I should have known better.  Really, I should have.  One should never start a Deanna Raybourn novel on their lunch hour and expect to be able to stop and go back to work.  It was torture, but I managed to be on time by about 10 seconds.  This is a gothic romance novel that blew me away for the most part.  You may know Ms. Raybourn from the Lady Grey mysteries, of which I am a huge fan.  This novel is not part of that series, but you get the same round characters and nail biting scenes as found in her previous work.

Miss Theodora Lestrange is a writer in a time when women authors were not looked upon kindly.  After her grandfather dies, a chance invitation to visit her old school mate, Cosmina, arrives out of the blue and with perfect timing.  She jumps at the chance to visit Transylvania, a place full of folklore, myth and legend.  The setting is ideal to write her first novel.   Remembering the stories from her school days, she leaves her sister and brother-in-law, as well as her publisher/suitor and embarks on the long train ride to the aging castle where Cosmina makes her home.  In her letter, Cosmina indicated she was betrothed to the current Count, and hoped she would be stay through Christmas and for the wedding.  When Theodora arrives, she learns there is no such betrothal, and the current Count has refused to marry his poor relation.  It goes downhill from there, as Theodora realizes there is more to what Cosmina has told her, and things are not right with the castle and village.  She has also developed an attraction to the Count, and she believes he has become interested in her.  They spend the evenings together after the house retires, working in his grandfather’s room of amateur astronomy devices and charts.  They gaze at stars on the observation deck, and while Theodora knows it’s improper, she can’t help herself.  The Count is mesmerizing and a natural at seduction.  She is in the middle before she realizes. Then murder happens.
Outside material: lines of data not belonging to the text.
//! Grid traversal (Amanatides & Woo style DDA) over unit block cells.
//!
//! [`GridWalk`] visits every cell the segment `start → end` passes through, in
//! order of increasing distance from `start`. Ray parameters are normalized to
//! the segment: `t = 0` at `start`, `t = 1` at `end`.

use std::iter::FusedIterator;

use cubecast_math::Vec3f;
use glam::IVec3;

/// Per-axis segment extents at or below this never cross a cell boundary.
pub const AXIS_TOLERANCE: f32 = 1e-3;

/// One cell visited by a [`GridWalk`].
#[derive(Clone, Copy, Debug, PartialEq)]
pub struct WalkStep {
    /// The cell entered.
    pub cell: IVec3,
    /// Unit step taken to enter `cell` (zero for the start cell).
    pub step: IVec3,
    /// Normalized ray parameter at which `cell` was entered.
    pub t: f32,
}

/// Iterator over the cells crossed by a segment.
///
/// The first item is always the start cell with `t = 0`. Each following item
/// moves exactly one unit along the axis whose next boundary is nearest; ties
/// go to X, then Y, then Z. The walk ends on the end cell after exactly
/// `|Δi| + |Δj| + |Δk|` steps.
#[derive(Clone, Debug)]
pub struct GridWalk {
    cell: IVec3,
    end: IVec3,
    step: IVec3,
    /// Ray parameter of the next boundary crossing per axis.
    t_max: [f32; 3],
    /// Ray parameter needed to cross one whole cell per axis.
    t_delta: [f32; 3],
    remaining: u64,
    started: bool,
}

impl GridWalk {
    /// Prepares a walk over the segment from `start` to `end`.
    ///
    /// Axes whose extent is within [`AXIS_TOLERANCE`] never step: their end
    /// cell index is taken to be the start cell index.
    pub fn new(start: Vec3f, end: Vec3f) -> Self {
        let cell = start.floor_to_cell();
        let mut end_cell = end.floor_to_cell();
        let mut step = IVec3::ZERO;
        let mut t_max = [f32::INFINITY; 3];
        let mut t_delta = [f32::INFINITY; 3];

        for axis in 0..3 {
            let (from, to) = (start[axis], end[axis]);
            step[axis] = if from < to {
                1
            } else if from > to {
                -1
            } else {
                0
            };

            let extent = (to - from).abs();
            if extent > AXIS_TOLERANCE {
                let min = from.floor();
                let to_boundary = if from < to { min + 1.0 - from } else { from - min };
                t_max[axis] = to_boundary / extent;
                t_delta[axis] = 1.0 / extent;
            } else {
                // Unlike a plain floor of `end`, a sub-tolerance crossing keeps the start index.
                end_cell[axis] = cell[axis];
            }
        }

        let remaining = (0..3)
            .map(|axis| (i64::from(end_cell[axis]) - i64::from(cell[axis])).unsigned_abs())
            .sum();

        Self {
            cell,
            end: end_cell,
            step,
            t_max,
            t_delta,
            remaining,
            started: false,
        }
    }

    /// The cell the walk will finish on.
    pub fn end_cell(&self) -> IVec3 {
        self.end
    }

    /// Picks the stepping axis among those not yet at their end index.
    fn next_axis(&self) -> Option<usize> {
        let mut best: Option<usize> = None;
        for axis in 0..3 {
            // Nearest boundary alone would let an axis overshoot its end index.
            if self.cell[axis] == self.end[axis] {
                continue;
            }
            match best {
                Some(b) if self.t_max[b] <= self.t_max[axis] => {}
                _ => best = Some(axis),
            }
        }
        best
    }
}

impl Iterator for GridWalk {
    type Item = WalkStep;

    fn next(&mut self) -> Option<WalkStep> {
        if !self.started {
            self.started = true;
            return Some(WalkStep {
                cell: self.cell,
                step: IVec3::ZERO,
                t: 0.0,
            });
        }
        if self.remaining == 0 {
            return None;
        }

        let axis = self.next_axis()?;
        let t = self.t_max[axis];
        self.t_max[axis] += self.t_delta[axis];

        let mut step = IVec3::ZERO;
        step[axis] = self.step[axis];
        self.cell += step;
        self.remaining -= 1;

        Some(WalkStep {
            cell: self.cell,
            step,
            t,
        })
    }

    fn size_hint(&self) -> (usize, Option<usize>) {
        let left = self.remaining as usize + usize::from(!self.started);
        (left, Some(left))
    }
}

impl FusedIterator for GridWalk {}

#[cfg(test)]
mod tests {
    use super::*;

    fn v(x: f32, y: f32, z: f32) -> Vec3f {
        Vec3f::new(x, y, z)
    }

    fn cells(walk: GridWalk) -> Vec<IVec3> {
        walk.map(|s| s.cell).collect()
    }

    #[test]
    fn test_straight_walk_along_x() {
        let steps: Vec<WalkStep> = GridWalk::new(v(0.5, 0.5, 0.5), v(3.5, 0.5, 0.5)).collect();
        let visited: Vec<i32> = steps.iter().map(|s| s.cell.x).collect();
        assert_eq!(visited, vec![0, 1, 2, 3]);
        assert_eq!(steps[0].t, 0.0);
        assert!((steps[1].t - 0.5 / 3.0).abs() < 1e-6);
        assert!((steps[3].t - 2.5 / 3.0).abs() < 1e-6);
        assert!(steps[1..].iter().all(|s| s.step == IVec3::X));
    }

    #[test]
    fn test_negative_direction() {
        let walk = GridWalk::new(v(0.5, 0.5, 0.5), v(-1.5, 0.5, 0.5));
        assert_eq!(
            cells(walk),
            vec![IVec3::ZERO, IVec3::new(-1, 0, 0), IVec3::new(-2, 0, 0)]
        );
    }

    #[test]
    fn test_tie_between_x_and_y_steps_x_first() {
        let steps: Vec<WalkStep> = GridWalk::new(v(0.5, 0.5, 0.5), v(2.5, 2.5, 0.5)).collect();
        let order: Vec<IVec3> = steps[1..].iter().map(|s| s.step).collect();
        assert_eq!(order, vec![IVec3::X, IVec3::Y, IVec3::X, IVec3::Y]);
        assert_eq!(steps[1].t, steps[2].t);
    }

    #[test]
    fn test_three_way_tie_orders_x_y_z() {
        let steps: Vec<IVec3> = GridWalk::new(v(0.5, 0.5, 0.5), v(1.5, 1.5, 1.5))
            .skip(1)
            .map(|s| s.step)
            .collect();
        assert_eq!(steps, vec![IVec3::X, IVec3::Y, IVec3::Z]);
    }

    #[test]
    fn test_tie_between_y_and_z_steps_y_first() {
        let steps: Vec<IVec3> = GridWalk::new(v(0.9, 0.5, 0.5), v(1.5, 2.5, 2.5))
            .skip(1)
            .map(|s| s.step)
            .collect();
        assert_eq!(
            steps,
            vec![IVec3::X, IVec3::Y, IVec3::Z, IVec3::Y, IVec3::Z]
        );
    }

    #[test]
    fn test_zero_length_visits_only_start() {
        let walk = GridWalk::new(v(3.2, -1.5, 7.9), v(3.2, -1.5, 7.9));
        assert_eq!(walk.size_hint(), (1, Some(1)));
        assert_eq!(cells(walk), vec![IVec3::new(3, -2, 7)]);
    }

    #[test]
    fn test_flat_axis_never_steps() {
        let walk = GridWalk::new(v(0.5, 0.5, 0.5), v(0.5004, 3.5, 0.5));
        let steps: Vec<WalkStep> = walk.collect();
        assert_eq!(steps.len(), 4);
        assert!(steps[1..].iter().all(|s| s.step == IVec3::Y));
    }

    #[test]
    fn test_near_zero_extent_across_boundary_terminates() {
        let walk = GridWalk::new(v(0.9999, 0.5, 0.5), v(1.0004, 2.5, 0.5));
        assert_eq!(walk.end_cell(), IVec3::new(0, 2, 0));
        let visited = cells(walk);
        assert_eq!(visited.last(), Some(&IVec3::new(0, 2, 0)));
        assert_eq!(visited.len(), 3);
    }

    #[test]
    fn test_short_segment_from_cell_boundary_stays_put() {
        // Floor of the end point would be x = -5; the walk keeps x = -4.
        let walk = GridWalk::new(v(-4.0, 0.5, 15.5), v(-4.0008, 0.5, 15.5));
        assert_eq!(walk.end_cell(), IVec3::new(-4, 0, 15));
        let steps: Vec<WalkStep> = walk.collect();
        assert_eq!(steps.len(), 1);
        assert_eq!(steps[0].t, 0.0);
    }

    #[test]
    fn test_walk_is_contiguous_and_reaches_end() {
        let origin = v(0.3, 5.7, -2.2);
        for yaw_step in 0..24 {
            for pitch_step in 0..12 {
                let yaw = yaw_step as f32 * 15f32.to_radians();
                let pitch = (pitch_step as f32 * 15.0 - 82.5).to_radians();
                let dir = v(yaw.cos() * pitch.cos(), pitch.sin(), yaw.sin() * pitch.cos());
                let end = origin + dir * 7.5;

                let walk = GridWalk::new(origin, end);
                let end_cell = walk.end_cell();
                let expected_len = walk.size_hint().0;
                let steps: Vec<WalkStep> = walk.collect();

                assert_eq!(steps.len(), expected_len);
                assert_eq!(steps[0].cell, origin.floor_to_cell());
                assert_eq!(steps.last().map(|s| s.cell), Some(end_cell));

                for pair in steps.windows(2) {
                    let diff = pair[1].cell - pair[0].cell;
                    assert_eq!(diff, pair[1].step);
                    assert_eq!(diff.abs().element_sum(), 1, "non-unit step {diff}");
                    assert!(pair[1].t >= pair[0].t);
                }
            }
        }
    }
}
The countryside is rife with legends about strigoli, or vampires.  When a maid dies with two puncture marks on her neck, the Counts mother insists he go through with a medieval ritual to condemn his father’s body to the grave forever.  The Countess believes the former Count was evil and walks the castle in search of his next victim, those of his blood.  With the arrival of her publisher/suitor, things go downhill as more attacks occur, and Theodora finds herself accused as the accused party.  When she places her life in a trustworthy doctor, she learns not everything is as it seems.

If you are not into gothic novels, then this book is not for you.  Do not expect a vampire book full of flashing elongated canines and blood sucking monsters attacking innocent debutants.  This is pure gothic novel, where things are not as they seem, and you are surprised at what the truth really is.  Theodora is a complex character; wanting experiences to bolster her imagination, and then finding herself in love with a man she cannot have.  The book is written in first person, so it was easy to immerse myself in Theodora and become emotionally involved with the character.  The scenes are intense when need be, and light hearted at the right moment.  It’s a well-rounded book that I encourage everyone to pick up.